Fortunately, this complication is rare. However, it is important for this complication to be recognized as soon as possible so the proper treatment and monitoring may be administered. The anesthesiologist usually provides cardiac and respiratory support until the anesthetic agent has worn off.
7) Epinephrine reaction. Epinephrine in retrobulbar injection constricts surrounding blood vessels to minimize inadvertent bleeding. However, epinephrine that is inadvertently injected into a blood vessel may cause tachycardia, an irregular heart rate, or angina. This is of particular concern in patients with systemic hypertension or heart disease.

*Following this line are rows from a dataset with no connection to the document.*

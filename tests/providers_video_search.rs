// tests/providers_video_search.rs
use std::sync::Arc;

use chrono::{Duration, FixedOffset, TimeZone, Utc};

use mention_relay::freshness::FreshnessPolicy;
use mention_relay::ingest::providers::video_search::{parse_search_response, VideoSearchProvider};
use mention_relay::ingest::types::SourceProvider;
use mention_relay::relevance::{KeywordMatcher, RelevanceRule};
use mention_relay::{collect_pass, FixedClock, SeenLinkStore, WatchContext};

const VIDEOS: &str = include_str!("fixtures/video_search_videos.json");
const RESULTS: &str = include_str!("fixtures/video_search_results.json");

#[test]
fn videos_shape() {
    let entries = parse_search_response(VIDEOS).unwrap();
    assert_eq!(entries.len(), 4);
    assert_eq!(entries[1].title, "Miza paper unboxing haul");
    assert_eq!(
        entries[0].published,
        Some(Utc.with_ymd_and_hms(2025, 10, 1, 4, 58, 0).unwrap())
    );
    assert_eq!(entries[3].published, None);
}

#[test]
fn results_shape_skips_broken_items() {
    let entries = parse_search_response(RESULTS).unwrap();
    assert_eq!(entries.len(), 2);
    // an unreadable createTime keeps the item, undated
    assert_eq!(entries[1].title, "Miza ra mắt sản phẩm mới");
    assert_eq!(entries[1].published, None);
    assert_eq!(entries[0].title, "Miza Việt Nam livestream");
    assert_eq!(
        entries[0].link,
        "https://www.tiktok.com/@mizagroup/video/7550000000000000010"
    );
}

#[test]
fn quota_error_body_is_zero_results() {
    let body = r#"{"message":"You have exceeded the MONTHLY quota"}"#;
    assert!(parse_search_response(body).unwrap().is_empty());
}

#[tokio::test]
async fn script_rule_filters_foreign_clips() {
    let aliases: Vec<String> = ["Miza", "MZG", "Giấy Miza"].iter().map(|s| s.to_string()).collect();
    let ctx = WatchContext::new(
        Arc::new(SeenLinkStore::in_memory()),
        Arc::new(FixedClock::new(Utc.with_ymd_and_hms(2025, 10, 1, 5, 0, 0).unwrap())),
        KeywordMatcher::new(&aliases).unwrap(),
        FixedOffset::east_opt(7 * 3600).unwrap(),
    );
    let providers: Vec<Box<dyn SourceProvider>> = vec![
        Box::new(VideoSearchProvider::from_fixture(
            "TikTok",
            VIDEOS,
            RelevanceRule::KeywordAndScript,
        )),
        Box::new(VideoSearchProvider::from_fixture(
            "TikTok (results)",
            RESULTS,
            RelevanceRule::KeywordAndScript,
        )),
    ];
    let policy = FreshnessPolicy::window(Duration::hours(48)).with_recency(Duration::minutes(5));

    let out = collect_pass(&ctx, &providers, &policy).await;
    let titles: Vec<&str> = out.items.iter().map(|i| i.title()).collect();
    // Undated clips count as published now.
    assert_eq!(
        titles,
        vec![
            "MZG chưa có ngày đăng",
            "Miza ra mắt sản phẩm mới",
            "Giấy Miza tuyển công nhân #miza",
            "Miza Việt Nam livestream",
        ]
    );
    assert_eq!(out.stats.irrelevant, 2);
}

8] Allergic complications. Allergic reactions to local anesthetics or any of their accompanying additives are rare. Allergic reactions are typically recognized by acute swelling of orbital tissues.
9) Conjunctival edema (chemosis). A portion of anethetic may dissect along tissue planes and into the subconjunctival space. The resulting edema along the surface of the eye usually resolves quickly and without adverse effects on vision.
10) External bruising. Superficial vessels in the skin may be affected by the retrobulbar needle. Generally, this does not pose a significant problem. Depending on the amount of bleeding, post operative bruising usually clears within a few days to a few weeks.
CONTRAINDICATIONS TO RETROBULBAR ANESTHETIC BLOCKS
1) Lengthy procedure lasting more than one hour. Retrobular injections wear off gradually. Depending on circumstances, patients who undergo prolonged procedures may require additional local anesthetic or general anesthesia.
2) Patients who have an uncontrollable cough. Uncontrollable cough can result in excessive movement that makes performing eye surgery difficult or impossible.
3) Patients with uncontrollable movement. Patients who have chronic tremors or a movement disorder may also pose a problem for the surgeon who relies on steadiness of position to carry out surgery. Taping of the head to the headrest may be considered to minimize undesirable movement.
4) Emotional distraction. Patients who have claustrophobia or high anxiety can have unpredictable behavior while under the closed environment of surgical drapes.
5) Inability to assume a proper position.
Retrobulbar anesthetic blocks are usually very safe and effective. However, there are risks and potential complications from virtually any type of anesthetic block. Complications from retrobulbar blocks need to be properly recognized and treated appropriately to help prevent permanent injury and vision loss.